Admittedly, my decision to cull my Facebook "friends" list wasn't arbitrary in the least. A few weeks ago, I allowed myself to become embroiled in a political debate on Facebook that got quite ugly. I was debating two guys who I didn't even know all that well. Suffice it to say, we hold very different political views. I see this kind of stuff frequently on Facebook--people arguing over this, that or the other thing when in really it's all a waste of time. As a friend told me after the above-mentioned dust-up, it's highly unlikely you'll change someone's mind on Facebook. And yet we hide behind our keyboards and argue with each other in ways that we'd never resort to in person. So, with that heinous episode behind me, I decided to sever connections with people I didn't know personally and with people whose content I found negative and toxic.
I'm also trying to find time to read. Over the past month or so, I read "Unbroken" and "Killing Kennedy." It's been good to put my devices down and read an actual book. Books unleash the mind in ways devices cannot. Louis Zamperini instantly became a hero of mine after I read "Unbroken." I admire the man not just for what he endured as a POW but also for living his life with faith, love and hope. As for Kennedy, though an imperfect man (as we all are), he remains one of my political idols.
So, there you have it--how my 2015 has gone so far. On the running front, my training is progressing nicely. I just logged another 70-mile week--my second 70+ mile week of the year. A few weeks ago, while in Dallas, I logged an outstanding 5x1-mile workout, going sub-6 on the last three with quarter-mile recoveries. Every week, I try to do at least one quality workout (intervals, tempo, etc.). I'm trying to keep the mileage at a decent level (70+) on weeks that we don't ski. And then on ski weeks, I'm allowing the mileage to come down a tad as I'm missing an entire day of running (Saturday). I don't sweat it too much; skiing delivers a heck of a workout anyway.

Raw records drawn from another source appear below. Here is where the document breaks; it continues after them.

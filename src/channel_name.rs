// Channel name validation/truncation.
//
// Tunnel device names travel as a fixed `[u8; 32]` buffer (`tunnel_create_t`,
// `TUNNEL_CONNECT`'s `char*`). The mesh layer's own limit is the one stated
// in the spec: up to 31 bytes plus a NUL terminator. Grounded on the
// teacher's `shm_name.rs`, minus the POSIX `/`-prefix convention (the tunnel
// device has no such requirement) and minus the macOS-only truncation gate
// (this crate's limit always applies).

use crate::error::{CortezError, Result};

/// Device-side name buffer size (`tunnel_create_t.name`).
pub const NAME_BUF_LEN: usize = 32;

/// Maximum usable channel name length: `NAME_BUF_LEN` minus the NUL.
pub const MAX_NAME_LEN: usize = NAME_BUF_LEN - 1;

/// FNV-1a 64-bit hash, used when a caller-composed name (mesh inbox names are
/// `"{node_name}-{pid}"`) needs shortening to fit the device's name buffer.
pub fn fnv1a_64(data: &[u8]) -> u64 {
    let mut hash: u64 = 0xcbf29ce484222325;
    for &b in data {
        hash ^= b as u64;
        hash = hash.wrapping_mul(0x100000001b3);
    }
    hash
}

fn to_hex(val: u64) -> [u8; 16] {
    const DIGITS: &[u8; 16] = b"0123456789abcdef";
    let mut buf = [0u8; 16];
    let mut v = val;
    for i in (0..16).rev() {
        buf[i] = DIGITS[(v & 0xf) as usize];
        v >>= 4;
    }
    buf
}

/// Validate a caller-supplied channel name: non-empty and within
/// [`MAX_NAME_LEN`] bytes.
pub fn validate(name: &str) -> Result<()> {
    if name.is_empty() || name.len() > MAX_NAME_LEN {
        return Err(CortezError::InvalidArgument);
    }
    Ok(())
}

/// Shorten `name` to fit within [`MAX_NAME_LEN`] bytes, preserving a
/// readable prefix and appending a 16-hex-digit FNV-1a hash suffix so
/// distinct long names don't collide after truncation.
///
/// Names already within the limit are returned unchanged.
pub fn shorten(name: &str) -> String {
    if name.len() <= MAX_NAME_LEN {
        return name.to_string();
    }

    const HASH_SUFFIX_LEN: usize = 1 + 16; // '_' + 16 hex digits
    let prefix_len = MAX_NAME_LEN.saturating_sub(HASH_SUFFIX_LEN);

    let hash = fnv1a_64(name.as_bytes());
    let hex = to_hex(hash);
    let hex_str = std::str::from_utf8(&hex).unwrap();

    let mut out = String::with_capacity(MAX_NAME_LEN);
    out.push_str(&name[..prefix_len.min(name.len())]);
    out.push('_');
    out.push_str(hex_str);
    out
}

/// Encode `name` into the device's fixed `[u8; 32]` NUL-padded buffer.
pub fn to_device_buf(name: &str) -> Result<[u8; NAME_BUF_LEN]> {
    validate(name)?;
    let mut buf = [0u8; NAME_BUF_LEN];
    buf[..name.len()].copy_from_slice(name.as_bytes());
    Ok(buf)
}

#[cfg(test)]
mod tests {
    use super::*;

    #[test]
    fn fnv1a_known_value() {
        assert_eq!(fnv1a_64(b""), 0xcbf29ce484222325);
    }

    #[test]
    fn validate_rejects_empty_and_overlong() {
        assert!(validate("").is_err());
        assert!(validate(&"a".repeat(MAX_NAME_LEN + 1)).is_err());
        assert!(validate("ok").is_ok());
    }

    #[test]
    fn shorten_leaves_short_names_untouched() {
        assert_eq!(shorten("inbox-42"), "inbox-42");
    }

    #[test]
    fn shorten_truncates_long_names_with_hash_suffix() {
        let long = "a".repeat(MAX_NAME_LEN + 20);
        let short = shorten(&long);
        assert!(short.len() <= MAX_NAME_LEN);
        assert!(short.contains('_'));
    }

    #[test]
    fn to_device_buf_nul_pads() {
        let buf = to_device_buf("abc").unwrap();
        assert_eq!(&buf[..3], b"abc");
        assert_eq!(buf[3], 0);
    }
}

I honestly haven't thought a ton about Bighorn except for what my training will look like going into the big race on June 19. I have two events on my schedule leading up to Bighorn: 24 Hours of Palmer Lake Fun Run on April 11, and Cheyenne Mountain 50K on April 25 (my fourth Cheyenne). As tempting as it is, I'm not doing all 24 hours at Palmer Lake. Instead, I'll be running 6-8 hours and mostly focusing on getting in 30+ miles and testing my new nutrition "plan." Lots of other folks, as I understand it, use Palmer Lake in a similar way. It's at 7,300 feet--perfect early season Bighorn training.
Beyond those two events and maybe a spring half-marathon, it's going to come down to getting out on the trail for some long runs and logging some quality workouts here and there. I do like my chances at a solid result at Bighorn. First off, I have a knack for racing well in June. June just seems to be a good month for me. Second, the elevation at Bighorn isn't that bad, though the course is on technical, single-track mountain trail (which I like). And third, I seem to be on the right track with my diet. Carbs before a long run don't work for me. Instead, I'll have something along the lines of eggs and sausage or perhaps full-fat, plain Greek yogurt with berries and maybe a banana (admittedly, some of that includes carbs).
Whatever your race schedule in 2015 looks like, may it be epic!